Understanding Hunger & Mindful EatingArticle posted in: Diet & Nutrition
When you’re hungry or have a food craving, you don’t typically think about the type of hunger you are experiencing. In her book Mindful Eating: A Guide to Rediscovering a Healthy and Joyful Relationship with Food, Dr. Jan Chozen Bays explains that there are seven types of hunger we experience on a daily basis. Staying aware of the kind of hunger you encounter along with mindful eating practices can help you maintain a healthy weight and avoid overeating.
Types of Hunger
- Eye hunger: Picture the restaurant dessert tray or the soft pretzels at a baseball game. Our eyes, constantly barraged by food establishments, have the power to convince the mind that we’re hungry, often overriding signals from the stomach and body that we’re full or content.
- Nose hunger: You walk into a mall and smell fresh-baked chocolate chip cookies in the food court. Noses are always hunting for food (because our ancestors were hunter-gatherers and because olfactory nerves are short outgrowths from the brain). Again, our stomachs are overruled.
- Mouth hunger: Our mouths desire pleasurable sensations, says Bays. Pleasure is determined by genetics, culture and conditioning. The mouth desires variety in flavor and texture and has trouble “staying present” as foods lose flavor and become mushy. We eat to give the mouth something to do or to keep it entertained.
- Stomach hunger: Americans tend to eat when the clock says its time, not when our stomachs say they’re hungry. We’ve also become confused by feelings of unsettledness caused by acid reflux or anxiety. Are you hungry or not well? How can you tell the difference?
- Cellular hunger: Babies know exactly when they need to eat and when they’re full. Small children know exactly what kinds of foods their bodies need if they’re dehydrated, salt depleted or deficient in a certain mineral. Our bodies communicate these essential needs through cravings.
- Mind hunger: Influenced by what we hear, read and see, mind hunger is difficult to satisfy because we constantly change our minds. One day dessert is fattening; the next, we deserve a treat. Mind hunger is often based on opposites: Good food versus bad food; should eat versus should not eat.

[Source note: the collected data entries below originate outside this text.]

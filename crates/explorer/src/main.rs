//! rspec-explorer - test explorer backend
//!
//! Main entry point. State events go to stdout as JSON lines; logs go to
//! stderr.

use mimalloc::MiMalloc;

#[global_allocator]
static GLOBAL: MiMalloc = MiMalloc;

use clap::{Parser, Subcommand};
use explorer::{Engine, JsonLinesSink, ProcessRunner, SharedSink};
use explorer_core::{Config, ROOT_ID};
use eyre::WrapErr;
use std::path::PathBuf;
use std::sync::Arc;
use tracing::info;
use tracing_subscriber::{fmt, EnvFilter};

#[derive(Parser)]
#[command(name = "rspec-explorer")]
#[command(about = "Discover and run RSpec examples, streaming test state events")]
#[command(version)]
struct Cli {
    /// Config file path (overrides .rspec-explorer/config)
    #[arg(long, global = true, env = "RSPEC_EXPLORER_CONFIG")]
    config: Option<PathBuf>,

    /// Project root (default: current directory)
    #[arg(long, global = true)]
    project_root: Option<PathBuf>,

    /// Command used to invoke RSpec
    #[arg(long, global = true)]
    test_command: Option<String>,

    #[command(subcommand)]
    command: Command,
}

#[derive(Subcommand)]
enum Command {
    /// Print the discovered test tree as JSON
    Tree,

    /// Run tests by id, streaming state events
    Run {
        /// Node ids to run (default: the whole suite)
        ids: Vec<String>,
    },
}

fn load_config(cli: &Cli) -> eyre::Result<Config> {
    let cwd = std::env::current_dir().wrap_err("failed to read current directory")?;
    let project_root = cli.project_root.clone().unwrap_or_else(|| cwd.clone());

    let mut config = Config::load_project(&project_root)
        .wrap_err_with(|| format!("failed to load config in {}", project_root.display()))?;
    if let Some(path) = &cli.config {
        config
            .load_file(path)
            .wrap_err_with(|| format!("failed to load config file {}", path.display()))?;
    }
    if let Some(project_root) = &cli.project_root {
        config.project_root = project_root.clone();
    }
    if let Some(test_command) = &cli.test_command {
        config.test_command = test_command.clone();
    }
    config.resolve_paths(&cwd);
    Ok(config)
}

fn main() -> eyre::Result<()> {
    let cli = Cli::parse();

    fmt()
        .with_env_filter(
            EnvFilter::try_from_default_env().unwrap_or_else(|_| EnvFilter::new("info")),
        )
        .with_writer(std::io::stderr)
        .init();

    let config = load_config(&cli)?;
    info!(
        project_root = %config.project_root.display(),
        test_command = %config.test_command,
        "loaded config"
    );

    let runtime = tokio::runtime::Builder::new_multi_thread()
        .enable_all()
        .build()
        .wrap_err("failed to create tokio runtime")?;

    runtime.block_on(async {
        let events: SharedSink = Arc::new(JsonLinesSink);
        let runner = ProcessRunner::new(Arc::clone(&events));
        let engine = Engine::new(config, runner, events);

        match cli.command {
            Command::Tree => {
                let tree = engine.load_tests().await.wrap_err("test discovery failed")?;
                println!("{}", serde_json::to_string_pretty(&*tree)?);
            }
            Command::Run { ids } => {
                let ids = if ids.is_empty() {
                    vec![ROOT_ID.to_string()]
                } else {
                    ids
                };

                let run = engine.run_selected(&ids);
                tokio::pin!(run);
                let finished = tokio::select! {
                    result = &mut run => Some(result),
                    _ = tokio::signal::ctrl_c() => None,
                };
                let result = match finished {
                    Some(result) => result,
                    None => {
                        info!("received SIGINT, cancelling run");
                        engine.cancel().await;
                        run.await
                    }
                };
                result.wrap_err("test run failed")?;
            }
        }
        Ok::<(), eyre::Report>(())
    })
}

- Heart Hunger: Mom’s chicken soup. Homemade apple pie. Ice cream. Food nourishes us body and soul. And sometimes people eat in attempts to fill a hole in their heart.
Assess Your Hunger
When our senses are activated by food—even if we’re not truly hungry—we respond by putting food in our mouths. But hunger can be controlled with mindfulness. Every time a hunger sensation arises, pause to consider the source of the hunger and then pause again to assess your hunger. Are you really hungry? Where in the body do you feel hunger? Where do you feel satisfaction? What does half-full feel like, or three quarters full? If you’re not truly hungry, distract yourself from the food craving. Have a cool drink or a hot, comforting beverage. Try chewing gum to entertain your mouth. Go for a walk. Call a friend.
“You would think that we would naturally eat more slowly in order to savor food, but instead the opposite is true,” Bays says. “The more we like food, the faster we chew and swallow it.” When you sit down for a meal, it’s important to practice mindful eating practices. Pause to give thanks for your meal, deeply inhale the aromas and then take a bite. Think about the flavors, the texture—be totally present in your meal. Chew your food up to 32 times to totally extract the flavors and allow saliva to do its job in breaking down food for better digestion. Put the fork down while you chew and take frequent breaks.
It takes 20 minutes for food to reach the first part of the small intestine, at which time chemicals are sent back to the brain to say, “stop eating!” If you do not constantly assess your hunger and you finish the contents of your plate in less than 20 minutes, you’ve likely overeaten.
Be Aware of Stress & Distraction
Overeating happens when we’re distracted. Our phones buzz. We’re surrounded by friends or loved ones and are caught up in conversation. We have 10 minutes to eat before your 1:00 appointment shows up. We forgot to eat this morning. All of these common, everyday scenarios can prevent mindful eating and lead to overeating. Remove as many distractions as possible when you are eating so that you can have a conversation with your body.
You can also yourself up for success by eating small, frequent meals and giving yourself ample time to eat. Be aware of when you’re are anxious, sad or stressed, as you’re more likely to eat in an unbalanced way. “Stress can also change how the body processes and stores food, and stress can raise levels of cholesterol in the blood stream,” says Bays. If you’re feeling stressed, don’t eat. Prioritize your tasks, cut out extra steps and ask for help. Meditating for a few minutes can help you refocus and be more mindful.